▶ [Task requirements] Search the records for the word "source" and pick out every line that has it.
(Provided records Opens)
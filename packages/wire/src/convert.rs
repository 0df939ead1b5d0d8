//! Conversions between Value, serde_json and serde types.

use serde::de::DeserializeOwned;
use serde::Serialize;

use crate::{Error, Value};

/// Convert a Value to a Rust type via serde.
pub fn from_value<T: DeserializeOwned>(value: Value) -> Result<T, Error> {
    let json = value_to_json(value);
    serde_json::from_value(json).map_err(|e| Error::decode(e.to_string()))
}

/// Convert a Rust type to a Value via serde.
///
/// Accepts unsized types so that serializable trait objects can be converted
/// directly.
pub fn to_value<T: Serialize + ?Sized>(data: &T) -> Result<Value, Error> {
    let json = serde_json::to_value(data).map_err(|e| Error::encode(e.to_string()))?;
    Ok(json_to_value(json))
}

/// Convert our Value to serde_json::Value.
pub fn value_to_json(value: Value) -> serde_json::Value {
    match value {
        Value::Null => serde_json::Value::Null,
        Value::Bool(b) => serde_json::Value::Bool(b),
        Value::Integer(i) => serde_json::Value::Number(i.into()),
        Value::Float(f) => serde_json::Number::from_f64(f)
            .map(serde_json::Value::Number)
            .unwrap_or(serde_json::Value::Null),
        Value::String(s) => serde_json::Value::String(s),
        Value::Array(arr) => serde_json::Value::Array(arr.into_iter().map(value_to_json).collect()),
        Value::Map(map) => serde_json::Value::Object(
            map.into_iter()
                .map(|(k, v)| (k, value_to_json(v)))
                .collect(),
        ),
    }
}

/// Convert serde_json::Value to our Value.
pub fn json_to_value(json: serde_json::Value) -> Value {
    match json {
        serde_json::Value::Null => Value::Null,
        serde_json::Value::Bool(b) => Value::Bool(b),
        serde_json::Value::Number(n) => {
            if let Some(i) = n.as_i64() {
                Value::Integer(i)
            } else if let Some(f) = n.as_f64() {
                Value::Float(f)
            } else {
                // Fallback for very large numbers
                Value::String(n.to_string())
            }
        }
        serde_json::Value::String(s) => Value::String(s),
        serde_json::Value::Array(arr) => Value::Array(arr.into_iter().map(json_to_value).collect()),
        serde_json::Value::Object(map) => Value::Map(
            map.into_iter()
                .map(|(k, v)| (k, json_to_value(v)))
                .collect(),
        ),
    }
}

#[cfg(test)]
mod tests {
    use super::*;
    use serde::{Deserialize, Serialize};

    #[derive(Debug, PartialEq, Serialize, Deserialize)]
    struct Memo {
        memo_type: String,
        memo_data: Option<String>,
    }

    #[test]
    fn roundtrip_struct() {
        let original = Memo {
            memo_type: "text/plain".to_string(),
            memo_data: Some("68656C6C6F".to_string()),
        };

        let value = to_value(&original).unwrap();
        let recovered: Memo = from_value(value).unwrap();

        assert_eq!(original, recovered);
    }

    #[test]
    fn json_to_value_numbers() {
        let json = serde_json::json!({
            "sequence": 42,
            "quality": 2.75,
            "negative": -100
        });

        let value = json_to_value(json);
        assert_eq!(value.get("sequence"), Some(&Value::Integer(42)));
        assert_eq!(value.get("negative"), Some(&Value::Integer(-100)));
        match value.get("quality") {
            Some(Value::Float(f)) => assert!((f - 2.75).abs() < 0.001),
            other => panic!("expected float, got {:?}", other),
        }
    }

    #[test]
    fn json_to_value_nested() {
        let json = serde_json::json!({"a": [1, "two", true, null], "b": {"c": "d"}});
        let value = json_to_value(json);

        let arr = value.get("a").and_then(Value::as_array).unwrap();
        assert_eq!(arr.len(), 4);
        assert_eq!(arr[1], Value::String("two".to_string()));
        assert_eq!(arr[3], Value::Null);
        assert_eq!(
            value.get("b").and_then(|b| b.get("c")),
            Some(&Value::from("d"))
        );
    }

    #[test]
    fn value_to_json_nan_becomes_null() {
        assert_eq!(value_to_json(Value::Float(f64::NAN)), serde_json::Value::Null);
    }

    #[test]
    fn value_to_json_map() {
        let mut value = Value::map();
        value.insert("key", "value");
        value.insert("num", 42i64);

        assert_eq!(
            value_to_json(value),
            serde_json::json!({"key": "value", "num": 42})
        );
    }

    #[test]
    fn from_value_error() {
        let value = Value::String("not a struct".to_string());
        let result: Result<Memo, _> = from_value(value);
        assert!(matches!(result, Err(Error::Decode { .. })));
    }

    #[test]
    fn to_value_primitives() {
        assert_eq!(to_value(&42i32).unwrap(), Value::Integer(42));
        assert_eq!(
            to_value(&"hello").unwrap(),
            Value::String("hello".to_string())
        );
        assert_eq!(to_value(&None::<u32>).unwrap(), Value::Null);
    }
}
(Provided records Closes)
(Provided records Opens)
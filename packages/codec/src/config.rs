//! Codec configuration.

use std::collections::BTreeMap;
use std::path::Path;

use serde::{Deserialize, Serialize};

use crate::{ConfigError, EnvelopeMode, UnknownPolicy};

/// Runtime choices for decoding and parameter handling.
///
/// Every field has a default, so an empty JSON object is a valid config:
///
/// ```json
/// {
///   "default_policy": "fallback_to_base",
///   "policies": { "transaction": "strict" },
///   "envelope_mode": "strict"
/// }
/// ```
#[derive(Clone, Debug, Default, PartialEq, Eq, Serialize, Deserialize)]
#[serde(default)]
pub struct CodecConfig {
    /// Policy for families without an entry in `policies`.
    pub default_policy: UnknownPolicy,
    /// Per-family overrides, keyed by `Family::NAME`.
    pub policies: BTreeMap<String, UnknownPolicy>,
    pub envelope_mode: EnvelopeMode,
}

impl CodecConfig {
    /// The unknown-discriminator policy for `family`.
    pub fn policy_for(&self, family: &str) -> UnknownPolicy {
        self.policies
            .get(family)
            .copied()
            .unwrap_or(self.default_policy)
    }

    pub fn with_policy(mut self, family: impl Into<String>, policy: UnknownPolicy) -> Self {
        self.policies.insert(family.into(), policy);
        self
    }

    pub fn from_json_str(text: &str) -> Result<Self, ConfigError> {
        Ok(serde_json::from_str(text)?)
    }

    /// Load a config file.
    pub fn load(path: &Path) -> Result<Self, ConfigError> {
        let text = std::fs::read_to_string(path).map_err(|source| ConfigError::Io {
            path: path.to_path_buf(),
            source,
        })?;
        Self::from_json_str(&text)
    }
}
(Provided records Closes)
(Provided records Opens)
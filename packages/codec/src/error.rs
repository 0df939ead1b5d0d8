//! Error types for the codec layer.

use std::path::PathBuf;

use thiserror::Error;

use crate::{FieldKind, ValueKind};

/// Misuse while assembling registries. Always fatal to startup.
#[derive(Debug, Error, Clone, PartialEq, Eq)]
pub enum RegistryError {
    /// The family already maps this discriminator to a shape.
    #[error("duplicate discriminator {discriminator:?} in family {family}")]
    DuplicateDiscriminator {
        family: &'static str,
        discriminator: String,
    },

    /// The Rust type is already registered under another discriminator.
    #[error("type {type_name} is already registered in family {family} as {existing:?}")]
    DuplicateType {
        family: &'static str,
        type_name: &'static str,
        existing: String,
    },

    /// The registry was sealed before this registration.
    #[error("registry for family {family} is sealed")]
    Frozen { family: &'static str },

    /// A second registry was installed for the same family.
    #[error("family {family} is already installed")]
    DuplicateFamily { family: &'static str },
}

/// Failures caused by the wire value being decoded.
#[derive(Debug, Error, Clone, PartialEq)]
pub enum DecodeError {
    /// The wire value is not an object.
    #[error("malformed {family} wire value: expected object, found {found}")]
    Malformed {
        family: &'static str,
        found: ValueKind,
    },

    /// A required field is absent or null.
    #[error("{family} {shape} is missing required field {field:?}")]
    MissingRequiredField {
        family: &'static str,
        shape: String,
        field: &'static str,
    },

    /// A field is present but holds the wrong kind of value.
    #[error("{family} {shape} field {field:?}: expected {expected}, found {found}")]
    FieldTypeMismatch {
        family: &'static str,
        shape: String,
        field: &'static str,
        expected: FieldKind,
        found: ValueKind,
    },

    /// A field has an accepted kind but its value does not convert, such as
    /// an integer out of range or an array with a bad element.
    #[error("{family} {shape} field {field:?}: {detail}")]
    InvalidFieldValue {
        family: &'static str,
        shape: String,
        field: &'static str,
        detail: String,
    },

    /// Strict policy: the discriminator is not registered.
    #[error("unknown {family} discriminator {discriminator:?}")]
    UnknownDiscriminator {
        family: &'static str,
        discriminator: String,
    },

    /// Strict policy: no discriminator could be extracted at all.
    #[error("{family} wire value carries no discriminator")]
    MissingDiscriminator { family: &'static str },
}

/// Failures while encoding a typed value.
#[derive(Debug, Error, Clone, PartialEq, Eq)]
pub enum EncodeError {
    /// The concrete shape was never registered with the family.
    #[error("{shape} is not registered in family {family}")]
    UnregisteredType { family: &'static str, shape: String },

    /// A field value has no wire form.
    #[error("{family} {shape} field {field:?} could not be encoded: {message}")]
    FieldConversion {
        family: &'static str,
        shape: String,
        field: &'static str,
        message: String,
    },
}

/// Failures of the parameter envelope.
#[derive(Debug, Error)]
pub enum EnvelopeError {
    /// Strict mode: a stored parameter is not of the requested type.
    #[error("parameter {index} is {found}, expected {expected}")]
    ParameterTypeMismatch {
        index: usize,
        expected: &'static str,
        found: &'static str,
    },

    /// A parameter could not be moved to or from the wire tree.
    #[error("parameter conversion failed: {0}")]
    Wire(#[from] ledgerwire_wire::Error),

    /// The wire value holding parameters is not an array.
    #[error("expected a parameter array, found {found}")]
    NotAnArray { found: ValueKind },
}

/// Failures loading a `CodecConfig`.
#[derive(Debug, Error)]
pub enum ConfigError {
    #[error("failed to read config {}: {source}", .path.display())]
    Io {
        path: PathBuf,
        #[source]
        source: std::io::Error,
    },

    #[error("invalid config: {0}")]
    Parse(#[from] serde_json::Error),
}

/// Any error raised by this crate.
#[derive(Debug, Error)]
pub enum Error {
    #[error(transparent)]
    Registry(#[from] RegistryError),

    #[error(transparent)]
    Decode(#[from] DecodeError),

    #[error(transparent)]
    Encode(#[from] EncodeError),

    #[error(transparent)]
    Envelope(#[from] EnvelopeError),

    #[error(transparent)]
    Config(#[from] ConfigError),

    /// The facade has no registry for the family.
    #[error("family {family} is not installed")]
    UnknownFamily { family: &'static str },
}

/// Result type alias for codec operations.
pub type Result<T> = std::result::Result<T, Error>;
(Provided records Closes)
▶ [Answer to the problem]
        let text = std::fs::read_to_string(path).map_err(|source| ConfigError::Io {
            source,
    #[error("failed to read config {}: {source}", .path.display())]
        #[source]
        source: std::io::Error,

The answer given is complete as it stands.